*** Supplied records

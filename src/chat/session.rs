//! Live duplex chat over a connected data stream.
//!
//! A session runs two tasks. The receive task is spawned and detached: it reads
//! frames, opens them and forwards [`ChatEvent`]s over an unbounded channel.
//! The send loop runs in the caller's task and multiplexes user input, those
//! events and an interrupt signal. When the send loop stops for any reason it
//! shuts the socket down in both directions, which ends the receive task.

use std::fmt;
use std::future::Future;

use chrono::{DateTime, Local};
use tokio::io::{AsyncBufRead, AsyncBufReadExt};
use tokio::sync::mpsc::{self, UnboundedSender};
use tracing::{debug, info, warn};

use crate::chat::codec::{CodecError, MessageCipher, Opened};
use crate::chat::frame::{read_frame, write_frame};
use crate::crypto::engine::EncryptionEngine;
use crate::sam::{DataReader, DataStream};

/// Lifecycle of a chat session.
#[derive(Debug, Clone, Copy, PartialEq, Eq)]
pub enum SessionState {
    Establishing,
    Active,
    Closing,
    Closed,
}

/// Something the receive side wants shown to the user.
#[derive(Debug, Clone, PartialEq, Eq)]
pub enum ChatEvent {
    /// First frame arrived: the peer is on the line.
    PeerConnected,
    /// A message from the peer.
    Message {
        text: String,
        received_at: DateTime<Local>,
    },
    /// One frame could not be decrypted. The session continues.
    MessageFailed { reason: String },
    /// The stream ended or failed.
    Disconnected { reason: Option<String> },
}

impl fmt::Display for ChatEvent {
    fn fmt(&self, f: &mut fmt::Formatter<'_>) -> fmt::Result {
        match self {
            Self::PeerConnected => write!(f, "* peer connected"),
            Self::Message { text, received_at } => {
                write!(f, "[{}] peer: {}", received_at.format("%H:%M:%S"), text)
            }
            Self::MessageFailed { reason } => write!(f, "* could not decrypt a message: {}", reason),
            Self::Disconnected { reason: None } => write!(f, "* peer disconnected"),
            Self::Disconnected {
                reason: Some(reason),
            } => write!(f, "* connection lost: {}", reason),
        }
    }
}

/// Why a session ended.
#[derive(Debug, Clone, PartialEq, Eq)]
pub enum CloseReason {
    /// Input reached end of file.
    EndOfInput,
    /// The user interrupted.
    Interrupted,
    /// The receive side saw the stream end.
    PeerDisconnected,
    /// Writing a frame failed.
    SendFailed(String),
    /// Reading user input failed.
    InputFailed(String),
}

/// Turns opened frames into events.
///
/// A peer that does not send a presence frame starts with an encrypted frame
/// we may not be able to read, e.g. after a key mismatch or a router banner.
/// A failure on the very first frame is therefore reported as a connection
/// rather than a lost message.
#[derive(Debug, Default)]
pub struct ReceivePolicy {
    frames_seen: u64,
}

impl ReceivePolicy {
    pub fn new() -> Self {
        Self::default()
    }

    /// Classifies the result of opening one frame.
    pub fn classify(&mut self, opened: Result<Opened, CodecError>) -> Option<ChatEvent> {
        let first = self.frames_seen == 0;
        self.frames_seen += 1;

        match opened {
            Ok(Opened::Empty) if first => Some(ChatEvent::PeerConnected),
            Ok(Opened::Empty) => None,
            Ok(Opened::Plaintext(bytes)) => {
                let message = ChatEvent::Message {
                    text: String::from_utf8_lossy(&bytes).into_owned(),
                    received_at: Local::now(),
                };
                Some(message)
            }
            Err(e) if first => {
                debug!(error = %e, "first frame unreadable, treating as presence");
                Some(ChatEvent::PeerConnected)
            }
            Err(e) => Some(ChatEvent::MessageFailed {
                reason: e.to_string(),
            }),
        }
    }

    /// Frames classified so far.
    pub fn frames_seen(&self) -> u64 {
        self.frames_seen
    }
}

/// A chat over one data stream.
pub struct ChatSession<E: EncryptionEngine> {
    state: SessionState,
    stream: Option<DataStream>,
    cipher: MessageCipher<E>,
}

impl<E: EncryptionEngine> ChatSession<E> {
    /// Creates a session in the `Establishing` state.
    ///
    /// Key material is already unlocked and parsed into `cipher`, so a wrong
    /// passphrase never reaches this point.
    pub fn new(stream: DataStream, cipher: MessageCipher<E>) -> Self {
        Self {
            state: SessionState::Establishing,
            stream: Some(stream),
            cipher,
        }
    }

    pub fn state(&self) -> SessionState {
        self.state
    }

    /// Runs the chat until input ends, the peer goes away or `interrupt` fires.
    ///
    /// Each input line is sent as one message; blank lines are skipped. Every
    /// event from the receive task is passed to `on_event`.
    pub async fn run<I, S, F>(
        &mut self,
        input: I,
        interrupt: S,
        mut on_event: F,
    ) -> Result<CloseReason, CodecError>
    where
        I: AsyncBufRead + Unpin,
        S: Future<Output = ()>,
        F: FnMut(&ChatEvent),
    {
        let stream = match self.stream.take() {
            Some(stream) => stream,
            None => {
                return Err(CodecError::Io(std::io::Error::new(
                    std::io::ErrorKind::NotConnected,
                    "session already ran",
                )))
            }
        };

        self.state = SessionState::Active;
        let (reader, mut writer) = stream.into_split();
        let (events_tx, mut events_rx) = mpsc::unbounded_channel();
        tokio::spawn(receive_loop(reader, self.cipher.clone(), events_tx));

        let mut lines = input.lines();
        tokio::pin!(interrupt);

        let reason = match write_frame(writer.get_mut(), &[]).await {
            Err(e) => CloseReason::SendFailed(e.to_string()),
            Ok(()) => loop {
                tokio::select! {
                    line = lines.next_line() => match line {
                        Ok(Some(line)) => {
                            let text = line.trim_end_matches(['\r', '\n']);
                            if text.trim().is_empty() {
                                continue;
                            }
                            let sent = match self.cipher.seal_text(text) {
                                Ok(payload) => write_frame(writer.get_mut(), &payload).await,
                                Err(e) => Err(e),
                            };
                            if let Err(e) = sent {
                                warn!(error = %e, "send failed");
                                break CloseReason::SendFailed(e.to_string());
                            }
                        }
                        Ok(None) => break CloseReason::EndOfInput,
                        Err(e) => break CloseReason::InputFailed(e.to_string()),
                    },
                    event = events_rx.recv() => match event {
                        Some(event) => {
                            let disconnected = matches!(event, ChatEvent::Disconnected { .. });
                            on_event(&event);
                            if disconnected {
                                break CloseReason::PeerDisconnected;
                            }
                        }
                        None => break CloseReason::PeerDisconnected,
                    },
                    _ = &mut interrupt => break CloseReason::Interrupted,
                }
            },
        };

        self.state = SessionState::Closing;
        info!(?reason, "closing chat session");
        if let Err(e) = writer.shutdown() {
            debug!(error = %e, "socket already closed");
        }
        self.state = SessionState::Closed;
        Ok(reason)
    }
}

async fn receive_loop<E: EncryptionEngine>(
    mut reader: DataReader,
    cipher: MessageCipher<E>,
    events: UnboundedSender<ChatEvent>,
) {
    let mut policy = ReceivePolicy::new();
    loop {
        let event = match read_frame(&mut reader).await {
            Ok(Some(payload)) => match policy.classify(cipher.open(&payload)) {
                Some(event) => event,
                None => continue,
            },
            Ok(None) => ChatEvent::Disconnected { reason: None },
            Err(e) => ChatEvent::Disconnected {
                reason: Some(e.to_string()),
            },
        };

        let done = matches!(event, ChatEvent::Disconnected { .. });
        if events.send(event).is_err() || done {
            break;
        }
    }
    debug!(frames = policy.frames_seen(), "receive task finished");
}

******

__Description of the task__:
Retype the material above in full, keeping every word as it stands.

__Answer box__:
filename src/chat/session.rs
//! Live duplex chat over a connected data stream.
//!
//! A session runs two tasks. The receive task is spawned and detached: it reads
//! frames, opens them and forwards [`ChatEvent`]s over an unbounded channel.
//! The send loop runs in the caller's task and multiplexes user input, those
//! events and an interrupt signal. When the send loop stops for any reason it
//! shuts the socket down in both directions, which ends the receive task.

use std::fmt;
use std::future::Future;

use chrono::{DateTime, Local};
use tokio::io::{AsyncBufRead, AsyncBufReadExt};
use tokio::sync::mpsc::{self, UnboundedSender};
use tracing::{debug, info, warn};

use crate::chat::codec::{CodecError, MessageCipher, Opened};
use crate::chat::frame::{read_frame, write_frame};
use crate::crypto::engine::EncryptionEngine;
use crate::sam::{DataReader, DataStream};

/// Lifecycle of a chat session.
#[derive(Debug, Clone, Copy, PartialEq, Eq)]
pub enum SessionState {
    Establishing,
    Active,
    Closing,
    Closed,
}

/// Something the receive side wants shown to the user.
#[derive(Debug, Clone, PartialEq, Eq)]
pub enum ChatEvent {
    /// First frame arrived: the peer is on the line.
    PeerConnected,
    /// A message from the peer.
    Message {
        text: String,
        received_at: DateTime<Local>,
    },
    /// One frame could not be decrypted. The session continues.
    MessageFailed { reason: String },
    /// The stream ended or failed.
    Disconnected { reason: Option<String> },
}

impl fmt::Display for ChatEvent {
    fn fmt(&self, f: &mut fmt::Formatter<'_>) -> fmt::Result {
        match self {
            Self::PeerConnected => write!(f, "* peer connected"),
            Self::Message { text, received_at } => {
                write!(f, "[{}] peer: {}", received_at.format("%H:%M:%S"), text)
            }
            Self::MessageFailed { reason } => write!(f, "* could not decrypt a message: {}", reason),
            Self::Disconnected { reason: None } => write!(f, "* peer disconnected"),
            Self::Disconnected {
                reason: Some(reason),
            } => write!(f, "* connection lost: {}", reason),
        }
    }
}

/// Why a session ended.
#[derive(Debug, Clone, PartialEq, Eq)]
pub enum CloseReason {
    /// Input reached end of file.
    EndOfInput,
    /// The user interrupted.
    Interrupted,
    /// The receive side saw the stream end.
    PeerDisconnected,
    /// Writing a frame failed.
    SendFailed(String),
    /// Reading user input failed.
    InputFailed(String),
}

/// Turns opened frames into events.
///
/// A peer that does not send a presence frame starts with an encrypted frame
/// we may not be able to read, e.g. after a key mismatch or a router banner.
/// A failure on the very first frame is therefore reported as a connection
/// rather than a lost message.
#[derive(Debug, Default)]
pub struct ReceivePolicy {
    frames_seen: u64,
}

impl ReceivePolicy {
    pub fn new() -> Self {
        Self::default()
    }

    /// Classifies the result of opening one frame.
    pub fn classify(&mut self, opened: Result<Opened, CodecError>) -> Option<ChatEvent> {
        let first = self.frames_seen == 0;
        self.frames_seen += 1;

        match opened {
            Ok(Opened::Empty) if first => Some(ChatEvent::PeerConnected),
            Ok(Opened::Empty) => None,
            Ok(Opened::Plaintext(bytes)) => {
                let message = ChatEvent::Message {
                    text: String::from_utf8_lossy(&bytes).into_owned(),
                    received_at: Local::now(),
                };
                Some(message)
            }
            Err(e) if first => {
                debug!(error = %e, "first frame unreadable, treating as presence");
                Some(ChatEvent::PeerConnected)
            }
            Err(e) => Some(ChatEvent::MessageFailed {
                reason: e.to_string(),
            }),
        }
    }

    /// Frames classified so far.
    pub fn frames_seen(&self) -> u64 {
        self.frames_seen
    }
}

/// A chat over one data stream.
pub struct ChatSession<E: EncryptionEngine> {
    state: SessionState,
    stream: Option<DataStream>,
    cipher: MessageCipher<E>,
}

impl<E: EncryptionEngine> ChatSession<E> {
    /// Creates a session in the `Establishing` state.
    ///
    /// Key material is already unlocked and parsed into `cipher`, so a wrong
    /// passphrase never reaches this point.
    pub fn new(stream: DataStream, cipher: MessageCipher<E>) -> Self {
        Self {
            state: SessionState::Establishing,
            stream: Some(stream),
            cipher,
        }
    }

    pub fn state(&self) -> SessionState {
        self.state
    }

    /// Runs the chat until input ends, the peer goes away or `interrupt` fires.
    ///
    /// Each input line is sent as one message; blank lines are skipped. Every
    /// event from the receive task is passed to `on_event`.
    pub async fn run<I, S, F>(
        &mut self,
        input: I,
        interrupt: S,
        mut on_event: F,
    ) -> Result<CloseReason, CodecError>
    where
        I: AsyncBufRead + Unpin,
        S: Future<Output = ()>,
        F: FnMut(&ChatEvent),
    {
        let stream = match self.stream.take() {
            Some(stream) => stream,
            None => {
                return Err(CodecError::Io(std::io::Error::new(
                    std::io::ErrorKind::NotConnected,
                    "session already ran",
                )))
            }
        };

        self.state = SessionState::Active;
        let (reader, mut writer) = stream.into_split();
        let (events_tx, mut events_rx) = mpsc::unbounded_channel();
        tokio::spawn(receive_loop(reader, self.cipher.clone(), events_tx));

        let mut lines = input.lines();
        tokio::pin!(interrupt);

        let reason = match write_frame(writer.get_mut(), &[]).await {
            Err(e) => CloseReason::SendFailed(e.to_string()),
            Ok(()) => loop {
                tokio::select! {
                    line = lines.next_line() => match line {
                        Ok(Some(line)) => {
                            let text = line.trim_end_matches(['\r', '\n']);
                            if text.trim().is_empty() {
                                continue;
                            }
                            let sent = match self.cipher.seal_text(text) {
                                Ok(payload) => write_frame(writer.get_mut(), &payload).await,
                                Err(e) => Err(e),
                            };
                            if let Err(e) = sent {
                                warn!(error = %e, "send failed");
                                break CloseReason::SendFailed(e.to_string());
                            }
                        }
                        Ok(None) => break CloseReason::EndOfInput,
                        Err(e) => break CloseReason::InputFailed(e.to_string()),
                    },
                    event = events_rx.recv() => match event {
                        Some(event) => {
                            let disconnected = matches!(event, ChatEvent::Disconnected { .. });
                            on_event(&event);
                            if disconnected {
                                break CloseReason::PeerDisconnected;
                            }
                        }
                        None => break CloseReason::PeerDisconnected,
                    },
                    _ = &mut interrupt => break CloseReason::Interrupted,
                }
            },
        };

        self.state = SessionState::Closing;
        info!(?reason, "closing chat session");
        if let Err(e) = writer.shutdown() {
            debug!(error = %e, "socket already closed");
        }
        self.state = SessionState::Closed;
        Ok(reason)
    }
}

async fn receive_loop<E: EncryptionEngine>(
    mut reader: DataReader,
    cipher: MessageCipher<E>,
    events: UnboundedSender<ChatEvent>,
) {
    let mut policy = ReceivePolicy::new();
    loop {
        let event = match read_frame(&mut reader).await {
            Ok(Some(payload)) => match policy.classify(cipher.open(&payload)) {
                Some(event) => event,
                None => continue,
            },
            Ok(None) => ChatEvent::Disconnected { reason: None },
            Err(e) => ChatEvent::Disconnected {
                reason: Some(e.to_string()),
            },
        };

        let done = matches!(event, ChatEvent::Disconnected { .. });
        if events.send(event).is_err() || done {
            break;
        }
    }
    debug!(frames = policy.frames_seen(), "receive task finished");
}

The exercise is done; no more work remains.